**Instructions for the task**
Go through the lines below. Copy those with "failed".

Collected data
- - - -

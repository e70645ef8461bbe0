//! Request-scoped recursion guard.
//!
//! The authoritative source for index pages may itself go through the
//! customized listing. The guard lives on the `RequestContext`, so only
//! re-entry from the same request is detected; concurrent requests each carry
//! their own.

use std::collections::HashMap;
use std::sync::atomic::{AtomicBool, Ordering};
use std::sync::Mutex;

use crate::domain::{DomainError, DomainResult, SourceElement, UserId};

/// Per-request state threaded through every engine call
pub struct RequestContext {
    user: UserId,
    guard: RecursionGuard,
}

impl RequestContext {
    pub fn new(user: UserId) -> Self {
        Self {
            user,
            guard: RecursionGuard::default(),
        }
    }

    pub fn user(&self) -> &UserId {
        &self.user
    }

    pub fn guard(&self) -> &RecursionGuard {
        &self.guard
    }
}

/// Re-entrancy flag plus the snapshots the running reconciliation has fetched
#[derive(Default)]
pub struct RecursionGuard {
    held: AtomicBool,
    snapshots: Mutex<HashMap<String, Vec<SourceElement>>>,
}

impl RecursionGuard {
    /// Take the guard, or fail with `RecursionDetected` if it is already taken
    pub fn try_acquire(&self) -> DomainResult<GuardToken<'_>> {
        self.held
            .compare_exchange(false, true, Ordering::AcqRel, Ordering::Acquire)
            .map_err(|_| DomainError::RecursionDetected)?;
        Ok(GuardToken { guard: self })
    }

    pub fn is_held(&self) -> bool {
        self.held.load(Ordering::Acquire)
    }

    /// Remember a snapshot so re-entrant calls can answer without the source
    pub fn record_snapshot(&self, key: &str, snapshot: &[SourceElement]) {
        if let Ok(mut snapshots) = self.snapshots.lock() {
            snapshots.insert(key.to_string(), snapshot.to_vec());
        }
    }

    pub fn snapshot(&self, key: &str) -> Option<Vec<SourceElement>> {
        self.snapshots
            .lock()
            .ok()
            .and_then(|snapshots| snapshots.get(key).cloned())
    }

    fn release(&self) {
        if let Ok(mut snapshots) = self.snapshots.lock() {
            snapshots.clear();
        }
        self.held.store(false, Ordering::Release);
    }
}

/// Held guard; released on drop, including on early error returns
pub struct GuardToken<'a> {
    guard: &'a RecursionGuard,
}

impl Drop for GuardToken<'_> {
    fn drop(&mut self) {
        self.guard.release();
    }
}
fn read_collection<T: DeserializeOwned, B: StorageBackend>(
    backend: &B,
    key: StorageKey,
) -> Result<Option<Vec<T>>> {
    match backend.read(key)? {
        None => Ok(None),
        Some(raw) => match serde_json::from_str(&raw) {
            Ok(rows) => Ok(Some(rows)),
            Err(err) => {
                warn!(key = key.as_str(), %err, "stored collection failed to parse, falling back to empty");
                Ok(Some(Vec::new()))
            }
        },
    }
}

fn read_counter<B: StorageBackend>(backend: &B, key: StorageKey) -> Result<Option<u64>> {
    match backend.read(key)? {
        None => Ok(None),
        Some(raw) => match serde_json::from_str(raw.trim()) {
            Ok(value) => Ok(Some(value)),
            Err(err) => {
                warn!(key = key.as_str(), %err, "stored counter failed to parse, rebuilding from record ids");
                Ok(None)
            }
        },
    }
}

- - - -

**Exercise solution**
                warn!(key = key.as_str(), %err, "stored collection failed to parse, falling back to empty");
                warn!(key = key.as_str(), %err, "stored counter failed to parse, rebuilding from record ids");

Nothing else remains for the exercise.